» Entries shown
********************

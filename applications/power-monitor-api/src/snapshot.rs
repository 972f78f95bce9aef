//! Dashboard view assembled from the latest frames, relay states and settings.

use chrono::{DateTime, Utc};
use power_monitor_core::{
    calculate_tier_cost, project_monthly_kwh, AlertEvaluator, AlertReport, CostBreakdown,
    RoomReading, Settings,
};
use serde::Serialize;
use std::collections::BTreeMap;

use crate::config::MonitorConfig;
use crate::error::Result;
use crate::repositories::{DeviceStates, LatestReading};

#[derive(Debug, Clone, PartialEq, Serialize)]
pub struct RoomView {
    pub slave_id: u16,
    pub name: String,
    pub power: f64,
    pub voltage: Option<f64>,
    pub current: Option<f64>,
    pub energy_kwh: Option<f64>,
    /// Cost of the meter reading so far.
    pub cost: i64,
    pub month_cost: i64,
    pub timeout: bool,
    pub seconds_ago: i64,
    pub device0: bool,
    pub device1: bool,
    pub command_pending: bool,
}

#[derive(Debug, Clone, PartialEq, Serialize)]
pub struct Totals {
    pub power: f64,
    pub today_kwh: f64,
    pub today_cost: CostBreakdown,
    pub month_kwh: f64,
    pub month_cost: CostBreakdown,
}

#[derive(Debug, Clone, PartialEq, Serialize)]
pub struct DashboardSnapshot {
    pub rooms: BTreeMap<String, RoomView>,
    pub totals: Totals,
    pub alerts: AlertReport,
    pub last_update: Option<DateTime<Utc>>,
    pub generated_at: DateTime<Utc>,
}

pub fn room_id(slave_id: u16) -> String {
    format!("room{}", slave_id)
}

/// Build the dashboard for `now`.
///
/// A room is stale when its last frame is more than `stale_after_secs` away
/// from `now` in either direction. Stale rooms show 0 W and are left out of
/// the totals.
pub fn build_snapshot(
    monitor: &MonitorConfig,
    evaluator: &AlertEvaluator,
    settings: &Settings,
    readings: &[LatestReading],
    devices: &BTreeMap<u16, DeviceStates>,
    now: DateTime<Utc>,
) -> Result<DashboardSnapshot> {
    let mut rooms = BTreeMap::new();
    let mut room_readings = Vec::with_capacity(readings.len());
    let mut total_power = 0.0;
    let mut today_kwh = 0.0;

    for latest in readings {
        let id = room_id(latest.slave_id);
        let name = monitor.room_name(latest.slave_id);
        let seconds_ago = (now - latest.received_at).num_seconds();
        let timeout = seconds_ago.unsigned_abs() > monitor.stale_after_secs;

        let snapshot = &latest.snapshot;
        let power = if timeout {
            0.0
        } else {
            snapshot.power_watts.unwrap_or(0.0)
        };
        let energy = snapshot.energy_kwh.unwrap_or(0.0);

        let cost = calculate_tier_cost(energy, &settings.tiers, settings.vat)?;
        let month_cost = calculate_tier_cost(
            project_monthly_kwh(energy, monitor.month_projection_days),
            &settings.tiers,
            settings.vat,
        )?;

        if !timeout {
            total_power += power;
            today_kwh += energy;
        }

        let mut reading = RoomReading::new(id.clone(), name.clone(), power);
        reading.voltage = snapshot.voltage;
        reading.current_amps = snapshot.current_amps;
        reading.energy_kwh = snapshot.energy_kwh;
        reading.month_cost = Some(month_cost.total);
        if timeout {
            reading = reading.stale(seconds_ago.unsigned_abs());
        }
        room_readings.push(reading);

        let states = devices.get(&latest.slave_id);
        rooms.insert(
            id,
            RoomView {
                slave_id: latest.slave_id,
                name,
                power,
                voltage: snapshot.voltage,
                current: snapshot.current_amps,
                energy_kwh: snapshot.energy_kwh,
                cost: cost.total,
                month_cost: month_cost.total,
                timeout,
                seconds_ago,
                device0: states.map_or(false, |s| s.device0),
                device1: states.map_or(false, |s| s.device1),
                command_pending: states.map_or(false, |s| s.sync),
            },
        );
    }

    let month_kwh = project_monthly_kwh(today_kwh, monitor.month_projection_days);
    let totals = Totals {
        power: total_power,
        today_kwh,
        today_cost: calculate_tier_cost(today_kwh, &settings.tiers, settings.vat)?,
        month_kwh,
        month_cost: calculate_tier_cost(month_kwh, &settings.tiers, settings.vat)?,
    };

    let last_update = readings.iter().map(|r| r.received_at).max();
    let alerts = evaluator.evaluate(
        &room_readings,
        &settings.thresholds,
        &settings.room_thresholds,
        last_update.unwrap_or(now).timestamp_millis(),
        now.timestamp_millis(),
    );

    Ok(DashboardSnapshot {
        rooms,
        totals,
        alerts,
        last_update,
        generated_at: now,
    })
}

********************

» Instructions to follow
Retype the entries word for word.

» Answer box
filename applications/power-monitor-api/src/snapshot.rs
repository 972f78f95bce9aef
//! Dashboard view assembled from the latest frames, relay states and settings.

use chrono::{DateTime, Utc};
use power_monitor_core::{
    calculate_tier_cost, project_monthly_kwh, AlertEvaluator, AlertReport, CostBreakdown,
    RoomReading, Settings,
};
use serde::Serialize;
use std::collections::BTreeMap;

use crate::config::MonitorConfig;
use crate::error::Result;
use crate::repositories::{DeviceStates, LatestReading};

#[derive(Debug, Clone, PartialEq, Serialize)]
pub struct RoomView {
    pub slave_id: u16,
    pub name: String,
    pub power: f64,
    pub voltage: Option<f64>,
    pub current: Option<f64>,
    pub energy_kwh: Option<f64>,
    /// Cost of the meter reading so far.
    pub cost: i64,
    pub month_cost: i64,
    pub timeout: bool,
    pub seconds_ago: i64,
    pub device0: bool,
    pub device1: bool,
    pub command_pending: bool,
}

#[derive(Debug, Clone, PartialEq, Serialize)]
pub struct Totals {
    pub power: f64,
    pub today_kwh: f64,
    pub today_cost: CostBreakdown,
    pub month_kwh: f64,
    pub month_cost: CostBreakdown,
}

#[derive(Debug, Clone, PartialEq, Serialize)]
pub struct DashboardSnapshot {
    pub rooms: BTreeMap<String, RoomView>,
    pub totals: Totals,
    pub alerts: AlertReport,
    pub last_update: Option<DateTime<Utc>>,
    pub generated_at: DateTime<Utc>,
}

pub fn room_id(slave_id: u16) -> String {
    format!("room{}", slave_id)
}

/// Build the dashboard for `now`.
///
/// A room is stale when its last frame is more than `stale_after_secs` away
/// from `now` in either direction. Stale rooms show 0 W and are left out of
/// the totals.
pub fn build_snapshot(
    monitor: &MonitorConfig,
    evaluator: &AlertEvaluator,
    settings: &Settings,
    readings: &[LatestReading],
    devices: &BTreeMap<u16, DeviceStates>,
    now: DateTime<Utc>,
) -> Result<DashboardSnapshot> {
    let mut rooms = BTreeMap::new();
    let mut room_readings = Vec::with_capacity(readings.len());
    let mut total_power = 0.0;
    let mut today_kwh = 0.0;

    for latest in readings {
        let id = room_id(latest.slave_id);
        let name = monitor.room_name(latest.slave_id);
        let seconds_ago = (now - latest.received_at).num_seconds();
        let timeout = seconds_ago.unsigned_abs() > monitor.stale_after_secs;

        let snapshot = &latest.snapshot;
        let power = if timeout {
            0.0
        } else {
            snapshot.power_watts.unwrap_or(0.0)
        };
        let energy = snapshot.energy_kwh.unwrap_or(0.0);

        let cost = calculate_tier_cost(energy, &settings.tiers, settings.vat)?;
        let month_cost = calculate_tier_cost(
            project_monthly_kwh(energy, monitor.month_projection_days),
            &settings.tiers,
            settings.vat,
        )?;

        if !timeout {
            total_power += power;
            today_kwh += energy;
        }

        let mut reading = RoomReading::new(id.clone(), name.clone(), power);
        reading.voltage = snapshot.voltage;
        reading.current_amps = snapshot.current_amps;
        reading.energy_kwh = snapshot.energy_kwh;
        reading.month_cost = Some(month_cost.total);
        if timeout {
            reading = reading.stale(seconds_ago.unsigned_abs());
        }
        room_readings.push(reading);

        let states = devices.get(&latest.slave_id);
        rooms.insert(
            id,
            RoomView {
                slave_id: latest.slave_id,
                name,
                power,
                voltage: snapshot.voltage,
                current: snapshot.current_amps,
                energy_kwh: snapshot.energy_kwh,
                cost: cost.total,
                month_cost: month_cost.total,
                timeout,
                seconds_ago,
                device0: states.map_or(false, |s| s.device0),
                device1: states.map_or(false, |s| s.device1),
                command_pending: states.map_or(false, |s| s.sync),
            },
        );
    }

    let month_kwh = project_monthly_kwh(today_kwh, monitor.month_projection_days);
    let totals = Totals {
        power: total_power,
        today_kwh,
        today_cost: calculate_tier_cost(today_kwh, &settings.tiers, settings.vat)?,
        month_kwh,
        month_cost: calculate_tier_cost(month_kwh, &settings.tiers, settings.vat)?,
    };

    let last_update = readings.iter().map(|r| r.received_at).max();
    let alerts = evaluator.evaluate(
        &room_readings,
        &settings.thresholds,
        &settings.room_thresholds,
        last_update.unwrap_or(now).timestamp_millis(),
        now.timestamp_millis(),
    );

    Ok(DashboardSnapshot {
        rooms,
        totals,
        alerts,
        last_update,
        generated_at: now,
    })
}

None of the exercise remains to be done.